Nettleton Acquisition
On January 31, 2012, we completed the acquisition of an approximately 35 miles long, eight and ten inch pipeline system from Plains Marketing, L.P. (“Plains”) (“Nettleton Acquisition”). The purchase price, including the reimbursement by Delek of certain costs incurred by Plains, was approximately $12.3 million.

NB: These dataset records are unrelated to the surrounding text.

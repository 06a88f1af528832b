use std::fmt;
use std::sync::{Arc, Mutex};

use serde::{Deserialize, Serialize};
use tracing::warn;

/// User-facing message emitted by a cart operation.
#[derive(Clone, Copy, Debug, PartialEq, Eq, Hash, Serialize, Deserialize)]
#[serde(rename_all = "snake_case")]
pub enum Notice {
    AddFailed,
    RemoveFailed,
    UpdateFailed,
    OutOfStock,
}

impl Notice {
    pub fn message(self) -> &'static str {
        match self {
            Self::AddFailed => "Error adding product",
            Self::RemoveFailed => "Error removing product",
            Self::UpdateFailed => "Error updating product amount",
            Self::OutOfStock => "Requested quantity is out of stock",
        }
    }
}

impl fmt::Display for Notice {
    fn fmt(&self, f: &mut fmt::Formatter<'_>) -> fmt::Result {
        f.write_str(self.message())
    }
}

pub trait NotificationSink: Send + Sync {
    fn notify(&self, notice: Notice);
}

/// Writes every notice to the `tracing` pipeline.
#[derive(Clone, Copy, Debug, Default)]
pub struct TracingNotificationSink;

impl NotificationSink for TracingNotificationSink {
    fn notify(&self, notice: Notice) {
        warn!(event_name = "cart.notice", notice = ?notice, "{}", notice.message());
    }
}

#[derive(Clone, Default)]
pub struct InMemoryNotificationSink {
    notices: Arc<Mutex<Vec<Notice>>>,
}

impl InMemoryNotificationSink {
    pub fn notices(&self) -> Vec<Notice> {
        match self.notices.lock() {
            Ok(notices) => notices.clone(),
            Err(poisoned) => poisoned.into_inner().clone(),
        }
    }

    /// Returns the recorded notices and starts a fresh recording.
    pub fn drain(&self) -> Vec<Notice> {
        match self.notices.lock() {
            Ok(mut notices) => std::mem::take(&mut *notices),
            Err(poisoned) => std::mem::take(&mut *poisoned.into_inner()),
        }
    }
}

impl NotificationSink for InMemoryNotificationSink {
    fn notify(&self, notice: Notice) {
        match self.notices.lock() {
            Ok(mut notices) => notices.push(notice),
            Err(poisoned) => poisoned.into_inner().push(notice),
        }
    }
}

#[cfg(test)]
mod tests {
    use crate::notify::{InMemoryNotificationSink, Notice, NotificationSink};

    #[test]
    fn in_memory_sink_records_notices_in_order() {
        let sink = InMemoryNotificationSink::default();
        sink.notify(Notice::OutOfStock);
        sink.notify(Notice::RemoveFailed);

        assert_eq!(sink.notices(), vec![Notice::OutOfStock, Notice::RemoveFailed]);
        assert_eq!(sink.drain().len(), 2);
        assert!(sink.notices().is_empty());
    }

    #[test]
    fn every_notice_has_a_fixed_message() {
        assert_eq!(Notice::OutOfStock.to_string(), "Requested quantity is out of stock");
        assert_eq!(Notice::AddFailed.message(), "Error adding product");
        assert_eq!(Notice::RemoveFailed.message(), "Error removing product");
        assert_eq!(Notice::UpdateFailed.message(), "Error updating product amount");
    }

    #[test]
    fn notices_serialize_as_snake_case() {
        let json = serde_json::to_string(&Notice::OutOfStock).expect("serialize notice");
        assert_eq!(json, "\"out_of_stock\"");
    }
}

The Nettleton Pipeline is used exclusively to transport crude oil from our tank farms in and around Nettleton, Texas to the Bullard Junction in Tyler, Texas, at our refinery. During the year ended December 31, 2011, more than half of the crude oil processed at the Tyler refinery was supplied through the Nettleton Pipeline. The remainder of the crude oil was supplied through the McMurrey Pipeline, which also begins at our tank farms in and around Nettleton, Texas and then runs roughly parallel to the Nettleton Pipeline. Prior to the Nettleton Acquisition, Delek leased the Nettleton Pipeline under the terms of the Pipeline Capacity Lease Agreement with Plains as the lessor and Delek as the lessee, dated April 12, 1999, as amended (“Plains Lease”). As a condition to the closing of the Plains Acquisition, Delek and Plains mutually terminated the Plains Lease.
Big Sandy Acquisition
On February 7, 2012, we purchased (“Big Sandy Acquisition”) (i) a light petroleum products terminal located in Big Sandy, Texas, the underlying real property, and other related assets from Sunoco Partners Marketing & Terminals L.P. and (ii) the eight and five-eighths inch diameter Hopewell - Big Sandy Pipeline originating at Hopewell Junction, Texas and terminating at the Big Sandy Station in Big Sandy, Texas from Sunoco Pipeline L.P.. The purchase price was approximately $11.0 million.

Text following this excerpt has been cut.